YOUR OBJECTIVE | Your answer should consist only of the line with "let pagination = response.pagination_or(&request);" and the lines after it, reproduced exactly through the end of the entries below.

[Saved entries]
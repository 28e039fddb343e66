//! Sales dashboard aggregates over the sales port

use std::sync::Arc;

use partnerhub_domain::constants::MAX_PAGE_SIZE;
use partnerhub_domain::{
    PageRequest, PartnerHubError, Result, Sale, SalesFilters, SalesTotals, StateSalesPoint,
};
use tracing::debug;

use super::heatmap::{sales_totals, state_heatmap};
use crate::sales::SalesPort;
use crate::scope::RequestScope;

/// Upper bound on pages walked for one aggregate
const MAX_PAGES: u32 = 200;

pub struct SalesAnalytics {
    sales: Arc<dyn SalesPort>,
}

impl SalesAnalytics {
    pub fn new(sales: Arc<dyn SalesPort>) -> Self {
        Self { sales }
    }

    pub async fn heatmap(
        &self,
        filters: &SalesFilters,
        scope: &RequestScope,
    ) -> Result<Vec<StateSalesPoint>> {
        let sales = self.collect(filters, scope).await?;
        Ok(state_heatmap(&sales))
    }

    pub async fn totals(&self, filters: &SalesFilters, scope: &RequestScope) -> Result<SalesTotals> {
        let sales = self.collect(filters, scope).await?;
        Ok(sales_totals(&sales))
    }

    /// Walk the listing until the reported total is reached or a page comes
    /// back empty
    ///
    /// The backend may serve fewer rows than asked for; the page size then
    /// shrinks to what it served so the next offset lines up with the rows
    /// already collected.
    async fn collect(&self, filters: &SalesFilters, scope: &RequestScope) -> Result<Vec<Sale>> {
        let mut sales = Vec::new();
        let mut limit = MAX_PAGE_SIZE;
        for round in 1..=MAX_PAGES {
            let collected = u32::try_from(sales.len()).map_err(|_| {
                PartnerHubError::InvalidResponse("sales listing too large to aggregate".into())
            })?;
            if collected % limit != 0 {
                return Err(PartnerHubError::InvalidResponse(format!(
                    "sales listing served a partial page of {limit} rows before the end"
                )));
            }
            let request = PageRequest::new(collected / limit + 1, limit);
            let response = self.sales.list_advanced(filters, request, scope).await?;
            let pagination = response.pagination_or(&request);
            let fetched = response.data.len();
            sales.extend(response.data);

            if fetched == 0 || sales.len() as u64 >= pagination.total {
                debug!(pages = round, sales = sales.len(), "collected sales for aggregation");
                return Ok(sales);
            }
            if fetched < limit as usize {
                debug!(asked = limit, served = fetched, "backend capped the page size");
                limit = fetched as u32;
            }
        }
        Err(PartnerHubError::InvalidResponse(format!(
            "sales listing did not end after {MAX_PAGES} pages"
        )))
    }
}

EXERCISE OUTPUT |
            let pagination = response.pagination_or(&request);
            let fetched = response.data.len();
            sales.extend(response.data);

            if fetched == 0 || sales.len() as u64 >= pagination.total {
                debug!(pages = round, sales = sales.len(), "collected sales for aggregation");
                return Ok(sales);
            }
            if fetched < limit as usize {
                debug!(asked = limit, served = fetched, "backend capped the page size");
                limit = fetched as u32;
            }
        }
        Err(PartnerHubError::InvalidResponse(format!(
            "sales listing did not end after {MAX_PAGES} pages"
        )))
    }
}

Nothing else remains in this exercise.